At my first and last industry jobs, the local Safety Officers were promoted after many years of excellent line service, when they were paid too much just to be great supervisors, I guess. While very familiar with production, the safety job can include electrical, chemical, biological, machinery, sound, particulates, liquids, gasses, etc. - way too much for many HS graduates (no offense intended) to handle well after a few webinars. But since Safety is usually part of Operations, they don’t want to spend $$$ to hire an experienced industrial safety engineer when they can promote from the production floor.

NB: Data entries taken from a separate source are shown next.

pub type Result<T, E = Error> = std::result::Result<T, E>;

#[derive(Debug, thiserror::Error)]
pub enum Error {
	#[error("{0}")]
	Message(String),

	#[error(transparent)]
	Qdrant(#[from] Box<qdrant_client::QdrantError>),
}
impl From<qdrant_client::QdrantError> for Error {
	fn from(err: qdrant_client::QdrantError) -> Self {
		Self::Qdrant(Box::new(err))
	}
}
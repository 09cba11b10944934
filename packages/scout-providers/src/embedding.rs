use std::time::Duration;

use reqwest::Client;
use serde_json::Value;

use crate::{Error, Result};

pub async fn embed(
	cfg: &scout_config::EmbeddingProviderConfig,
	texts: &[String],
) -> Result<Vec<Vec<f32>>> {
	let client = Client::builder().timeout(Duration::from_millis(cfg.timeout_ms)).build()?;
	let url = format!("{}{}", cfg.api_base, cfg.path);
	let body = serde_json::json!({
		"model": cfg.model,
		"input": texts,
		"dimensions": cfg.dimensions,
	});
	let res = client
		.post(url)
		.headers(crate::auth_headers(&cfg.api_key, &cfg.default_headers)?)
		.json(&body)
		.send()
		.await?;
	let json: Value = res.error_for_status()?.json().await?;
	let vectors = parse_embedding_response(json)?;

	if vectors.len() != texts.len() {
		return Err(Error::InvalidResponse {
			message: format!(
				"Embedding response has {} vectors for {} inputs.",
				vectors.len(),
				texts.len()
			),
		});
	}

	Ok(vectors)
}

fn parse_embedding_response(json: Value) -> Result<Vec<Vec<f32>>> {
	let data = json.get("data").and_then(|v| v.as_array()).ok_or_else(|| {
		Error::InvalidResponse { message: "Embedding response is missing data array.".to_string() }
	})?;
	let mut indexed: Vec<(usize, Vec<f32>)> = Vec::with_capacity(data.len());

	for (fallback_index, item) in data.iter().enumerate() {
		let index = item
			.get("index")
			.and_then(|v| v.as_u64())
			.map(|v| v as usize)
			.unwrap_or(fallback_index);
		let embedding = item.get("embedding").and_then(|v| v.as_array()).ok_or_else(|| {
			Error::InvalidResponse {
				message: "Embedding item missing embedding array.".to_string(),
			}
		})?;
		let mut vec = Vec::with_capacity(embedding.len());

		for value in embedding {
			let number = value.as_f64().ok_or_else(|| Error::InvalidResponse {
				message: "Embedding value must be numeric.".to_string(),
			})?;

			vec.push(number as f32);
		}

		indexed.push((index, vec));
	}

	indexed.sort_by_key(|(index, _)| *index);

	Ok(indexed.into_iter().map(|(_, vec)| vec).collect())
}
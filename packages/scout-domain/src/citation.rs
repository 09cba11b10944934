//! Extraction of candidate citations from a free-text analysis completion.
//!
//! The analysis text is untrusted: every ordinal is validated against the candidate count
//! before it is used.

use std::collections::BTreeSet;

use regex::Regex;

/// Returns sorted, deduplicated 0-based indices cited by `analysis`, all below `candidate_count`.
pub fn extract_citations(analysis: &str, candidate_count: usize) -> Vec<usize> {
	cited_ordinals(analysis)
		.into_iter()
		.filter_map(|ordinal| ordinal.checked_sub(1))
		.filter(|index| *index < candidate_count)
		.collect::<BTreeSet<_>>()
		.into_iter()
		.collect()
}

/// Collects every 1-based ordinal the text mentions, valid or not.
///
/// A line that opens with a comma-separated run of numbers contributes every integer on it.
/// Any other line contributes explicit "Résumé #N" mentions only.
pub fn cited_ordinals(analysis: &str) -> Vec<usize> {
	let (Ok(list_start), Ok(number), Ok(mention)) = (
		Regex::new(r"^\d+(?:\s*,\s*\d+)*"),
		Regex::new(r"\b(\d+)\b"),
		Regex::new(r"(?i)\b(?:résumé|resume|резюме)\s+#?(\d+)\b"),
	) else {
		return Vec::new();
	};
	let mut ordinals = Vec::new();

	for line in analysis.lines() {
		let captures: Vec<&str> = if list_start.is_match(line.trim()) {
			number.captures_iter(line).filter_map(|caps| caps.get(1)).map(|m| m.as_str()).collect()
		} else {
			mention.captures_iter(line).filter_map(|caps| caps.get(1)).map(|m| m.as_str()).collect()
		};

		ordinals.extend(captures.into_iter().filter_map(|digits| digits.parse::<usize>().ok()));
	}

	ordinals
}
const MOSCOW_PLAN: &str = "```json\n{\n\"thought_process\": \"React developers in Moscow\nwith 3+ years\",\n\"search_queries\": [\"React developer Moscow\"],\n\"filters\": {\"location\": \"Москва\", \"min_experience_years\": 3, \"required_skills\": [\"React\"]},\n\"analysis_instructions\": \"Prefer commercial React experience.\",\n\"requires_refinement\": false\n}\n```";

#[tokio::test]
async fn moscow_react_query_links_cited_candidates() {
	let (service, completion) = super::in_memory_service(vec![
		Ok(MOSCOW_PLAN),
		Ok("**Analysis:**\n1, 2 - strong React experience.\nThe third candidate works with Vue."),
	]);
	let answer =
		service.process_query("React developers in Moscow, 3+ years").await.expect("Query failed.");

	assert!(answer.starts_with("**Query:** React developers in Moscow, 3+ years\n\n"));
	assert!(answer.contains("**Agent analysis:**\n**Analysis:**\n1, 2 - strong React experience."));
	assert!(answer.contains(
		"1. Frontend developer (москва, 4 years of experience)\nhttps://resumes.example.com/r-1\n"
	));
	assert!(answer.contains(
		"2. React engineer (москва, 3 years of experience)\nhttps://resumes.example.com/r-2\n"
	));
	assert!(!answer.contains("https://resumes.example.com/r-3"));
	assert!(!answer.contains("https://resumes.example.com/r-4"));
	assert!(!answer.contains("https://resumes.example.com/r-5"));

	let prompts = completion.user_prompts();

	assert_eq!(prompts.len(), 2);
	assert!(prompts[0].contains("User request: \"React developers in Moscow, 3+ years\""));
	assert!(prompts[1].contains("Prefer commercial React experience."));
	assert!(prompts[1].contains("Résumé #3:\nPosition: Vue developer\nLocation: москва\nExperience: 5 years"));
	assert!(!prompts[1].contains("Résumé #4:"));
}

#[tokio::test]
async fn unparsable_plan_falls_back_to_react_search() {
	let (service, completion) = super::in_memory_service(vec![
		Ok("Sorry, I can only answer in prose today."),
		Ok("Résumé #1 and Résumé #9 look relevant."),
	]);
	let answer = service.process_query("Someone good").await.expect("Query failed.");

	assert!(answer.contains("**Links to matching résumés:**\n1. "));
	assert_eq!(answer.matches("https://resumes.example.com/").count(), 1);
	assert_eq!(completion.calls(), 2);
}

#[tokio::test]
async fn selection_citing_nothing_recommends_new_criteria() {
	let (service, _) = super::in_memory_service(vec![
		Ok(r#"{"search_queries": ["Python ML engineer"], "filters": {"required_skills": ["python"]}}"#),
		Ok("None of these résumés match the request."),
	]);
	let answer = service.process_query("Python with ML").await.expect("Query failed.");

	assert!(answer.contains("None of these résumés match the request."));
	assert!(answer.contains("**Recommendation:** No suitable candidates were found."));
}

#[tokio::test]
async fn selection_retries_share_the_attempt_budget() {
	let (service, completion) = super::in_memory_service(vec![
		Ok(MOSCOW_PLAN),
		Err("502 Bad Gateway"),
		Ok("2 - the only strong match."),
	]);
	let answer = service.process_query("React in Moscow").await.expect("Query failed.");

	assert!(answer.contains("https://resumes.example.com/r-2"));
	assert_eq!(completion.calls(), 3);
}

#[tokio::test]
async fn malformed_plan_still_finds_the_react_candidate() {
	use std::sync::Arc;

	use scout_domain::{filter, intent::IntentOrigin};
	use scout_service::{Providers, ScoutService};
	use scout_testkit::{InMemoryStore, KeywordEmbedding, ScriptedCompletion};

	let embedding = KeywordEmbedding::new(super::VOCABULARY);
	let store = Arc::new(InMemoryStore::seeded(
		&embedding,
		vec![
			scout_testkit::profile("vue", "Vue developer", "москва", 50, "Vue, Nuxt"),
			scout_testkit::profile("react", "Frontend developer", "москва", 50, "React, Redux"),
			scout_testkit::profile("py", "Data scientist", "казань", 50, "Python, ML"),
		],
	));
	let completion = Arc::new(ScriptedCompletion::new(vec![
		Ok("{\"thought_process\": \"React devs\", \"search_queries\": [\"React\""),
		Ok("{{ not json"),
		Ok("1 - the React candidate fits."),
	]));
	let service = ScoutService::with_providers(
		scout_testkit::test_config(embedding.dim()),
		store,
		Providers::new(Arc::new(embedding), completion),
	);
	let query = "React developers in Moscow, 3+ years";
	let parsed = service.plan(query).await.expect("Planning failed.");

	assert_eq!(parsed.origin, IntentOrigin::Fallback);
	assert_eq!(
		parsed.intent.filters.required_skills,
		vec!["react".to_string(), "react.js".to_string()]
	);
	assert_eq!(parsed.intent.filters.location, None);

	let (store_filter, soft_skills) = filter::build_filters(&parsed.intent);

	assert!(store_filter.is_match_all());

	let retrieval = service
		.retrieve(&parsed.intent.search_queries, &store_filter, &soft_skills, 15)
		.await;

	assert_eq!(retrieval.strict_count, 1);
	assert_eq!(retrieval.candidates[0].id, "react");

	let answer = service.process_query(query).await.expect("Query failed.");

	assert!(answer.contains("https://resumes.example.com/react\n"));
}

Most of my work has been been biology/chemistry, with some production machinery involved. I learned early on, to never dismiss any safety citations as “stupid” - there might be a “stupid” regulation you just have to comply with and, more importantly, the “safety is our #1 job” mantra wins every time.
At my 1st job out of school, I had to buy caustic liquids containers and cabinets to store plastic jugs of particulate-filtered tap water, as the Safety Officer had watched a chemical safety webinar saying “purified water” was highly caustic. True that, but particulate filtration and chemical purification filtration are two very different things. But I could tell I was going to lose that battle and it was $$$ spent on safety, which wasn’t going to be questioned.
At my 2nd & last job, I had to buy lockable clear shelf enclosures to store plastic bottles of Sterile Water for Injection, as the Safety Officer was concerned that a custodian might knock a bottle off the shelf with a broom handle and break the bottles, with the label facing down, so nobody would know if it was water or some toxic stuff. Before I could stop him, one of my lab guys grabbed two bottles and bounced them against the tile floor, to show him they were unbreakable. Big mistake. How do we know that *every* bottle was unbreakable? What could have been solved by something cheaper/simpler now required custom lockable clear shelf enclosures with tubs draining into a holding tank in case of unexpected ruptures. The power of “Safety is #1” knows no limits… And, wrong or right, Safety Officers usually love their power over PhDs and Principal Engineers.
In both cases, my “go-along to get-along” philosophy worked, as the two guys would come to me to informally discuss stuff. They didn’t feel challenged and I was able to mentor them into becoming better professionals. That’s the part of my work I remember most fondly - helping the people I worked with do good work they could be proud of.
My work in the mid-70s before all this was as an industrial hot asphalt roofer. I saw people burned to death, fall to their death, pass out from heat stroke, roofing polymer fumes, etc. I quit and went to school when I found out they guys I thought were in their 50s were actually in their early 30s - the job aged those it didn’t kill.